There are no minimum wages, commission structures, or programs to reward FSWs. Instead, FSWs are encouraged to work at the massage shop so they can pay off the debt they accrued during their migration to the United States. Many of these women are lured through shady Chinese websites and newspapers that advertise a pathway to American citizenship when in reality, they’re fronts for human trafficking.
When the women finally arrive in the U.S, they accumulate massive debts that need to be paid off, and the “recruiters” offer a way to pay it off: sex work.

Many Asian FSWs Live and Work at The Massage Parlor

When FSWs pay their employers a house fee, they are also paying rent. A shady massage shop by day, these unassuming parlors located in abandoned strip malls around America transform into housing for hundreds of undocumented immigrants by night.
These women live together, cook together, and sleep on the same massage tables that anonymous men frequent during the day. This structure of merging the workplace with lodging is common across many industries that exploit undocumented immigrants. In Louisiana, Mexican laborers will peel and prepare shrimp for hours in a cramped trailer, and be forced to sleep in the same trailer with five other men.

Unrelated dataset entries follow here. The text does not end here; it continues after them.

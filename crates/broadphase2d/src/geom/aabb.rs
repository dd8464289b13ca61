//! Axis-aligned bounding boxes

use crate::foundation::math::{Point2, Vec2};
use crate::geom::Ray;

/// Axis-Aligned Bounding Box for spatial queries
#[derive(Debug, Clone, Copy, PartialEq)]
#[cfg_attr(feature = "serde", derive(serde::Serialize, serde::Deserialize))]
pub struct Aabb {
    /// Minimum corner of the bounding box
    pub min: Point2,
    /// Maximum corner of the bounding box
    pub max: Point2,
}

impl Aabb {
    /// Create a new AABB from min and max points
    pub fn new(min: Point2, max: Point2) -> Self {
        Self { min, max }
    }

    /// Create an AABB centered at a point with given extents
    pub fn from_center_extents(center: Point2, extents: Vec2) -> Self {
        Self {
            min: center - extents,
            max: center + extents,
        }
    }

    /// The degenerate empty box (min > max on both axes)
    ///
    /// Serves as the sentinel for cells that hold no shapes: it overlaps
    /// nothing and no ray intersects it. It is also the identity for
    /// [`Aabb::enclose`].
    pub fn empty() -> Self {
        Self {
            min: Point2::new(f32::MAX, f32::MAX),
            max: Point2::new(f32::MIN, f32::MIN),
        }
    }

    /// Whether this box is the degenerate empty box
    pub fn is_empty(&self) -> bool {
        self.min.x > self.max.x || self.min.y > self.max.y
    }

    /// Get the center of the AABB
    pub fn center(&self) -> Point2 {
        self.min + (self.max - self.min) * 0.5
    }

    /// Get the extents (half-size) of the AABB
    pub fn extents(&self) -> Vec2 {
        (self.max - self.min) * 0.5
    }

    /// Check if this AABB contains a point
    pub fn contains_point(&self, point: Point2) -> bool {
        point.x >= self.min.x
            && point.x <= self.max.x
            && point.y >= self.min.y
            && point.y <= self.max.y
    }

    /// Check if this AABB overlaps another AABB
    ///
    /// An empty box overlaps nothing, including another empty box.
    pub fn overlaps(&self, other: &Self) -> bool {
        self.min.x <= other.max.x
            && self.max.x >= other.min.x
            && self.min.y <= other.max.y
            && self.max.y >= other.min.y
    }

    /// Grow this box to contain a point
    pub fn enclose(&mut self, point: Point2) {
        self.min.x = self.min.x.min(point.x);
        self.min.y = self.min.y.min(point.y);
        self.max.x = self.max.x.max(point.x);
        self.max.y = self.max.y.max(point.y);
    }

    /// Tight box around a set of points; the empty box for no points
    pub fn from_points<'a, I>(points: I) -> Self
    where
        I: IntoIterator<Item = &'a Point2>,
    {
        let mut bounds = Self::empty();
        for point in points {
            bounds.enclose(*point);
        }
        bounds
    }

    /// Test ray intersection with this AABB using the slab method
    ///
    /// Boolean only; the indexes never need the hit point. The ray hits the
    /// box if the slab intervals overlap somewhere in front of the origin
    /// and within the ray's maximum distance. An empty box never intersects.
    pub fn intersects_ray(&self, ray: &Ray) -> bool {
        if self.is_empty() {
            return false;
        }

        let inv_dx = if ray.direction.x != 0.0 {
            1.0 / ray.direction.x
        } else {
            f32::INFINITY
        };
        let inv_dy = if ray.direction.y != 0.0 {
            1.0 / ray.direction.y
        } else {
            f32::INFINITY
        };

        let t1 = (self.min.x - ray.origin.x) * inv_dx;
        let t2 = (self.max.x - ray.origin.x) * inv_dx;
        let t3 = (self.min.y - ray.origin.y) * inv_dy;
        let t4 = (self.max.y - ray.origin.y) * inv_dy;

        let tmin = t1.min(t2).max(t3.min(t4));
        let tmax = t1.max(t2).min(t3.max(t4));

        tmax >= tmin && tmax >= 0.0 && tmin <= ray.max_distance
    }
}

Asian FSWs Are Victims, Not Criminals

The biggest problem with Hopsin’s “Happy Ending” music video is the idea that Asian FSWs are escorts who can control who they can have sexual relations with and how much they get paid. This is a dangerous interpretation because it minimizes the prevalence of wage theft, blackmail, abuse, human trafficking, and the exploitation of undocumented immigrants.
Asian FSWs at massage parlors are rarely afforded the luxury of autonomy and websites like — where “mongers” (men who frequent Asian massage shops) can rate their sexual experiences with specific Asian women — further objectifies and dehumanizes Asian women.
Having an honest discussion about the politics and economics of Asian massage parlors is one thing, creating a music video with racialized images of Asian women to sell your shitty music is another. Misogyny is not a foreign theme in rap, and “Happy Ending” is only one of a million songs overflowing with sexist bullshit. If we want a truly happy ending, then maybe we should start by decriminalizing the women who work at massage parlors, crack down on the men who exploit them, and shut down the budget rappers and comedians who make light of human rights violations.